Il ne se contentait pas de servir la cause par l’oreille du prince, il la voulait soutenir aussi par sa plume, jusqu’à la dernière goutte de son encre.

N’oublions pas les éloges qu’on lui a donnés dans une Réponse aux Lettres Provinciales de M. Pascal, réimprimée en Hollande l’an 1696 [1] : « Mais, touchant les jésuites qui se hasardèrent à écrire contre Pascal, que vous semble du père Annat, qui est l’auteur du livre intitulé, la Bonne Foi des Jansénistes, et à qui la dix-septième et la dix-huitième Provinciale sont adressées ? Le père Annat, répondit Cléandre, était, à mon avis, un très-bon esprit : les jésuites ne firent rien de meilleur que ce qui parut de lui sur les matières dont on disputait en ce temps-là. Ce bon homme (car je l’ai toujours connu tel, et c’était la modestie même) avait du talent pour écrire, même en français, s’il s’était un peu plus appliqué à l’étude de notre langue. Il lui échappe de temps en temps des traits aussi fins, aussi vifs et aussi agréables que j’en aie vu nulle part. Je suis de votre sentiment, reprit Eudoxe ; et sans parler de sa vertu, que j’ai entendu louer, même à des gens du parti, je lui ai trouvé, comme vous, beaucoup de justesse d’esprit, et quelquefois une finesse d’expression et de raillerie extraordinaire dans un théologien scolastique. »

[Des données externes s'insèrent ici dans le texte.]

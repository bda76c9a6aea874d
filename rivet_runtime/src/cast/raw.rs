//! Coercion to raw.
//!
//! Raw has no NA, so every unrepresentable element collapses to zero with
//! the out-of-range warning instead of a sentinel.

use super::conv::{self, WarnFlags};
use super::{list_element_scalar, CastContext};
use crate::vector::{RVector, VectorData};
use rivet_core::error::{RuntimeError, RuntimeResult};

pub(crate) fn cast_raw(source: &RVector, ctx: &mut CastContext<'_>) -> RuntimeResult<RVector> {
    let mut flags = WarnFlags::new();
    let out: Vec<u8> = match source.data() {
        VectorData::Raw(v) => v.clone(),
        VectorData::Logical(v) => v
            .iter()
            .map(|x| conv::logical_to_raw(*x, &mut flags))
            .collect(),
        VectorData::Int(v) => v.iter().map(|x| conv::int_to_raw(*x, &mut flags)).collect(),
        VectorData::Double(v) => v
            .iter()
            .map(|x| conv::double_to_raw(*x, &mut flags))
            .collect(),
        VectorData::Complex(v) => v
            .iter()
            .map(|x| conv::complex_to_raw(*x, &mut flags))
            .collect(),
        VectorData::Character(v) => v
            .iter()
            .map(|x| conv::string_to_raw(x, &mut flags))
            .collect(),
        VectorData::List(items) => {
            let mut out = Vec::with_capacity(items.len());
            for element in items {
                out.push(match list_element_scalar(element, "raw")? {
                    Some(scalar) => conv::scalar_to_raw(scalar, &mut flags),
                    None => {
                        flags.out_of_range = true;
                        0
                    }
                });
            }
            out
        }
        VectorData::Expression(_) => {
            return Err(RuntimeError::CannotCoerce {
                from: "expression",
                to: "raw",
            })
        }
    };
    flags.flush(ctx.diagnostics);
    Ok(RVector::raw_vector(out))
}
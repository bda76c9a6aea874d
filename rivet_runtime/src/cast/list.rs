//! Coercion to list.
//!
//! Each atomic element becomes a length-1 vector of its own kind, NA
//! included; expression elements carry over as-is. Total, never warns.

use crate::vector::{RValue, RVector, VectorData};
use std::sync::Arc;

pub(crate) fn cast_list(source: &RVector) -> RVector {
    let items: Vec<RValue> = match source.data() {
        VectorData::List(items) => items.clone(),
        VectorData::Expression(items) => items.clone(),
        _ => boxed_elements(source),
    };
    RVector::list_vector(items)
}

/// One scalar vector per element, preserving kind and NA-ness.
pub(crate) fn boxed_elements(source: &RVector) -> Vec<RValue> {
    match source.data() {
        VectorData::Raw(v) => v
            .iter()
            .map(|x| Arc::new(RVector::raw_vector(vec![*x])) as RValue)
            .collect(),
        VectorData::Logical(v) => v
            .iter()
            .map(|x| Arc::new(RVector::logical_vector(vec![*x])) as RValue)
            .collect(),
        VectorData::Int(v) => v
            .iter()
            .map(|x| Arc::new(RVector::int_vector(vec![*x])) as RValue)
            .collect(),
        VectorData::Double(v) => v
            .iter()
            .map(|x| Arc::new(RVector::double_vector(vec![*x])) as RValue)
            .collect(),
        VectorData::Complex(v) => v
            .iter()
            .map(|x| Arc::new(RVector::complex_vector(vec![*x])) as RValue)
            .collect(),
        VectorData::Character(v) => v
            .iter()
            .map(|x| Arc::new(RVector::character_vector(vec![x.clone()])) as RValue)
            .collect(),
        VectorData::List(items) | VectorData::Expression(items) => items.clone(),
    }
}
//! Coercion to logical.

use super::conv;
use super::{list_element_scalar, CastContext};
use crate::vector::{RVector, VectorData};
use rivet_core::error::{RuntimeError, RuntimeResult};
use rivet_core::na::{LOGICAL_FALSE, LOGICAL_NA, LOGICAL_TRUE};

/// Logical is the one target that never warns: even unparseable strings
/// become NA silently.
pub(crate) fn cast_logical(
    source: &RVector,
    _ctx: &mut CastContext<'_>,
) -> RuntimeResult<RVector> {
    let out: Vec<i8> = match source.data() {
        VectorData::Logical(v) => v.clone(),
        VectorData::Raw(v) => v
            .iter()
            .map(|x| if *x == 0 { LOGICAL_FALSE } else { LOGICAL_TRUE })
            .collect(),
        VectorData::Int(v) => v.iter().map(|x| conv::int_to_logical(*x)).collect(),
        VectorData::Double(v) => v.iter().map(|x| conv::double_to_logical(*x)).collect(),
        VectorData::Complex(v) => v.iter().map(|x| conv::complex_to_logical(*x)).collect(),
        // String-to-logical failures are silent NAs, never warnings
        VectorData::Character(v) => v.iter().map(conv::string_to_logical).collect(),
        VectorData::List(items) => {
            let mut out = Vec::with_capacity(items.len());
            for element in items {
                out.push(match list_element_scalar(element, "logical")? {
                    Some(scalar) => conv::scalar_to_logical(scalar),
                    None => LOGICAL_NA,
                });
            }
            out
        }
        VectorData::Expression(_) => {
            return Err(RuntimeError::CannotCoerce {
                from: "expression",
                to: "logical",
            })
        }
    };
    Ok(RVector::logical_vector(out))
}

  1. Entretiens de Cléandre et d’Eudoxe, pag. 79, 80, édition de Hollande.

ANNE, nom de quelques personnes, dont il est parlé dans l’Écriture. La mère du prophète Samuel s’appelait Anne : c’était une femme fort pieuse, et fort aimée d’Elkana son mari. Elle était stérile, et ce malheur l’affligeait d’autant plus sensiblement, qu’elle se voyait exposée par-là aux railleries et aux insultes de l’autre femme d’Elkana. Elle fit tant de prières à Dieu, pour avoir un fils, qu’elle fut enfin exaucée [a] ; car Dieu lui donna Samuel, et ensuite trois fils et deux filles [b]. Le livre de Tobie, livre apocryphe chez les protestans, fait mention d’Anne, femme de Tobit, et mère de Tobie. Dans l’Évangile de saint Luc, il est fait mention d’Anne la prophétesse, fille de Phanuel [c]. C’était une femme fort dévote, âgée d’environ quatre-vingt-quatre ans, et qui n’en avait vécu que sept avec son mari. Baronius en a fait une religieuse cloîtrée, et s’est trompé en cela (A). L’Évangile fait aussi mention d’un homme qui s’appelait Anne, et qui était souverain sacrificateur parmi les Juifs, au temps de Notre Seigneur. Son gendre Caïphe avait la même dignité, quand Jésus-Christ fut mis à mort. Quant à sainte Anne, mère de la Sainte Vierge, et la plus célèbre de toutes les femmes de ce nom parmi les catholiques romains, elle ne paraît ni en blanc ni en noir dans l’Écriture. Les écrits des trois premiers siècles de l’Église n’en font aucune mention. Saint Épiphane est le premier qui ait dit quelque chose d’elle ; et néanmoins les siècles suivans ont débité une fort longue légende de sainte Anne, comme ou le verra dans l’article de saint Joachim son mari. Je m’étonne qu’Érasme n’ait trouvé dans les anciens livres que trois femmes nommées Anne (B).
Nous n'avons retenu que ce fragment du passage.